(Beginning of RECORDS PROVIDED)
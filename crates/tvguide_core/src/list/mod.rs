//! Duplicate-free, double-ended ordered container.
//!
//! # Responsibility
//! - Store values in caller-defined order with O(1) access to both ends.
//! - Reject a second value carrying an identity that is already stored.
//!
//! # Invariants
//! - `len()` equals the number of nodes reachable from head to tail.
//! - `len() == 0` exactly when both head and tail are absent.
//! - No two stored values share an identity.
//! - The container never logs; every failure is returned as `ListError`.

use std::error::Error;
use std::fmt::{Debug, Display, Formatter};
use std::hash::Hash;

mod ordered_list;

pub use ordered_list::{Iter, OrderedList};

/// Identity key used for duplicate detection and value lookup.
///
/// Two values are "the same" when their keys are equal, independent of any
/// other field.
pub trait Identity {
    type Id: Copy + Eq + Hash + Debug;

    fn identity(&self) -> Self::Id;
}

pub type ListResult<T> = Result<T, ListError>;

/// Errors returned by `OrderedList` operations.
#[derive(Debug, Clone, PartialEq, Eq)]
pub enum ListError {
    /// A value with the same identity is already stored.
    DuplicateValue,
    /// The positional anchor is not stored (or was required but not given).
    AnchorNotFound,
    /// The value to remove is not stored.
    NotFound,
    /// The operation needs at least one stored value.
    Empty,
    /// Backing storage could not grow.
    AllocationFailure,
    /// Internal link or count bookkeeping is inconsistent.
    InvariantViolation(String),
}

impl Display for ListError {
    fn fmt(&self, f: &mut Formatter<'_>) -> std::fmt::Result {
        match self {
            Self::DuplicateValue => write!(f, "value already exists in list"),
            Self::AnchorNotFound => write!(f, "anchor value not found in list"),
            Self::NotFound => write!(f, "value not found in list"),
            Self::Empty => write!(f, "list is empty"),
            Self::AllocationFailure => write!(f, "list storage could not be allocated"),
            Self::InvariantViolation(details) => write!(f, "list invariant violated: {details}"),
        }
    }
}

impl Error for ListError {}

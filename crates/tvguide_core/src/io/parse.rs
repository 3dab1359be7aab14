//! Guide file parser.
//!
//! A guide file holds two lines per record:
//!
//! ```text
//! Doctor Who
//! saturday 19:05
//! ```
//!
//! The first line is the title, the second is `<day> <hour>:<minute>`.
//! Day names are case-insensitive. Parsing stops at the first bad record.

use crate::list::{ListError, OrderedList};
use crate::model::record::{Record, RecordValidationError, Weekday};
use log::{error, info};
use once_cell::sync::Lazy;
use regex::Regex;
use std::error::Error;
use std::fmt::{Display, Formatter};
use std::fs::File;
use std::io::{BufRead, BufReader};
use std::path::Path;

static SCHEDULE_LINE_RE: Lazy<Regex> = Lazy::new(|| {
    Regex::new(r"^\s*([A-Za-z]+)\s+(-?\d+):(-?\d+)\s*$").expect("valid schedule line regex")
});

/// Errors raised while reading a guide file. Line numbers are 1-based.
#[derive(Debug)]
pub enum ParseError {
    Io(std::io::Error),
    EmptyTitle {
        line: usize,
    },
    MissingScheduleLine {
        line: usize,
    },
    MalformedScheduleLine {
        line: usize,
        content: String,
    },
    UnknownDay {
        line: usize,
        day: String,
    },
    TimeOutOfRange {
        line: usize,
        hour: i64,
        minute: i64,
    },
    InvalidRecord {
        line: usize,
        source: RecordValidationError,
    },
    /// The list refused the record. Only reachable through a parser or
    /// container defect, since every parsed record gets a fresh id.
    Rejected {
        line: usize,
        source: ListError,
    },
}

impl Display for ParseError {
    fn fmt(&self, f: &mut Formatter<'_>) -> std::fmt::Result {
        match self {
            Self::Io(err) => write!(f, "failed to read guide: {err}"),
            Self::EmptyTitle { line } => write!(f, "line {line}: title must not be empty"),
            Self::MissingScheduleLine { line } => {
                write!(f, "line {line}: expected `<day> <hour>:<minute>` after title")
            }
            Self::MalformedScheduleLine { line, content } => write!(
                f,
                "line {line}: could not read `<day> <hour>:<minute>` from `{content}`"
            ),
            Self::UnknownDay { line, day } => write!(f, "line {line}: unknown day `{day}`"),
            Self::TimeOutOfRange { line, hour, minute } => {
                write!(f, "line {line}: time {hour}:{minute} is not a valid time of day")
            }
            Self::InvalidRecord { line, source } => write!(f, "line {line}: {source}"),
            Self::Rejected { line, source } => {
                write!(f, "line {line}: record could not be stored: {source}")
            }
        }
    }
}

impl Error for ParseError {
    fn source(&self) -> Option<&(dyn Error + 'static)> {
        match self {
            Self::Io(err) => Some(err),
            Self::InvalidRecord { source, .. } => Some(source),
            Self::Rejected { source, .. } => Some(source),
            _ => None,
        }
    }
}

impl From<std::io::Error> for ParseError {
    fn from(value: std::io::Error) -> Self {
        Self::Io(value)
    }
}

/// Parses one `<day> <hour>:<minute>` line into its validated parts.
pub fn parse_schedule_line(
    line: usize,
    content: &str,
) -> Result<(Weekday, u32, u32), ParseError> {
    let malformed = || ParseError::MalformedScheduleLine {
        line,
        content: content.trim_end().to_string(),
    };
    let captures = SCHEDULE_LINE_RE.captures(content).ok_or_else(malformed)?;

    let day_text = &captures[1];
    let day = Weekday::parse(day_text).ok_or_else(|| ParseError::UnknownDay {
        line,
        day: day_text.to_string(),
    })?;

    let hour: i64 = captures[2].parse().map_err(|_| malformed())?;
    let minute: i64 = captures[3].parse().map_err(|_| malformed())?;
    match (u32::try_from(hour), u32::try_from(minute)) {
        (Ok(h), Ok(m)) if h <= 23 && m <= 59 => Ok((day, h, m)),
        _ => Err(ParseError::TimeOutOfRange { line, hour, minute }),
    }
}

/// Reads records from `reader` and appends each one to `list`.
///
/// Returns the number of records appended. On error, records appended
/// before the failing one stay in `list`; the caller decides whether to
/// clear it.
pub fn parse_guide<R: BufRead>(
    reader: R,
    list: &mut OrderedList<Record>,
) -> Result<usize, ParseError> {
    let mut lines = reader.lines();
    let mut line_no = 0usize;
    let mut appended = 0usize;

    while let Some(title) = lines.next() {
        let title = title?;
        line_no += 1;
        let title_line = line_no;
        let title = title.trim_end_matches('\r');
        if title.trim().is_empty() {
            return Err(ParseError::EmptyTitle { line: title_line });
        }

        let schedule = match lines.next() {
            Some(schedule) => schedule?,
            None => {
                return Err(ParseError::MissingScheduleLine {
                    line: title_line + 1,
                })
            }
        };
        line_no += 1;
        let (day, hour, minute) = parse_schedule_line(line_no, &schedule)?;

        let record = Record::new(title.trim(), day, hour, minute).map_err(|source| {
            ParseError::InvalidRecord {
                line: title_line,
                source,
            }
        })?;
        list.insert_last(record).map_err(|source| ParseError::Rejected {
            line: title_line,
            source,
        })?;
        appended += 1;
    }

    Ok(appended)
}

/// Opens `path` and parses it into `list`.
///
/// # Side effects
/// - Emits `guide_read` logging events with record count or error.
pub fn read_guide_file(
    path: impl AsRef<Path>,
    list: &mut OrderedList<Record>,
) -> Result<usize, ParseError> {
    let path = path.as_ref();
    let result = File::open(path)
        .map_err(ParseError::from)
        .and_then(|file| parse_guide(BufReader::new(file), list));

    match &result {
        Ok(count) => info!(
            "event=guide_read module=io status=ok path={} records={}",
            path.display(),
            count
        ),
        Err(err) => error!(
            "event=guide_read module=io status=error path={} error={}",
            path.display(),
            err
        ),
    }
    result
}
(End of RECORDS PROVIDED)
Tally the lines of the listing that hold the string "AllocationFailure", then reply with that number alone.

2